Aside from the Fresco Room, the most famous and most popular chamber is the Throne Room, so called because of the small, yet magnificent, alabaster throne placed against the wall. Just who sat in this throne is unknown. While the King would be the most logical
conclusion, the room also contains a lusteral basin suggesting it had a religious function and so it was perhaps a seat for the high priestess. Low benches are set against three walls and were probably seats for priests. In the neighbouring chamber, known as the Anteroom, are more benches, another throne, this time wooden, and also a porphyry basin. So perhaps the King sat on one throne, the Priestess on the other. Paintings of griffins adorn the Throne Room walls. The creatures, set against a deep red ground, have leonine bodies, heads of eagles and serpentine tails and had a mystical significance adding weight to the idea that the room had religious purposes. Yet, the beasts look so majestic it that they seem equally appropriate as decoration for a King’s room.

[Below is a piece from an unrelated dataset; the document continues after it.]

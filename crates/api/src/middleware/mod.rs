//! Request middleware.

pub mod auth;

pub use auth::{AuthUser, auth_middleware, require_admin};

The royal chambers on the eastern side of the palace are also splendidly decorated; most striking is the beautiful marine fresco in the Queen’s chamber, or megaron, where fish and dolphins swim above the doorways. The nearby King’s chamber is similar in layout and decoration but on a bigger scale. It is easy to imagine the King and Queen granting audiences in this area, especially in the nearby hall (where axe decorate the wall) and where the remains of a wooden throne were found. The hall is in fairly close proximity to a chamber containing a little clay bath, likely to have been the Queen’s bathroom. This shows a more intimate side to palace life, reinforcing the words overheard by the tour guide –this was the King’s, and the Queen’s, house.
What is the difference between myth and history, when it comes down to it? Some might say that myth is probably fictional where history is probably not, but I don’t think that’s the crux of it. History is often about telling the story, just like myth. The very word history comes from istoria meaning narrative. The difference is that history usually has one fixed version of events where myth, by its very nature, can encompass many. In the same way Knossos’ mythical associations are broad enough not to negate its historical value, which remains inextricably linked to legend itself. Where does myth end and history begin or vice-versa? It sounds very complicated but visit and you’ll understand. Read up a little on Minoan culture, browse the Minos-related parts of Robert Graves, listen to a tour guide if you want to. But when you are walking around peering at the odd renovations by the original features under the sweltering Cretan sun, invariably getting lost, you are walking in the shadows of Minoans and Minotaurs, all at once.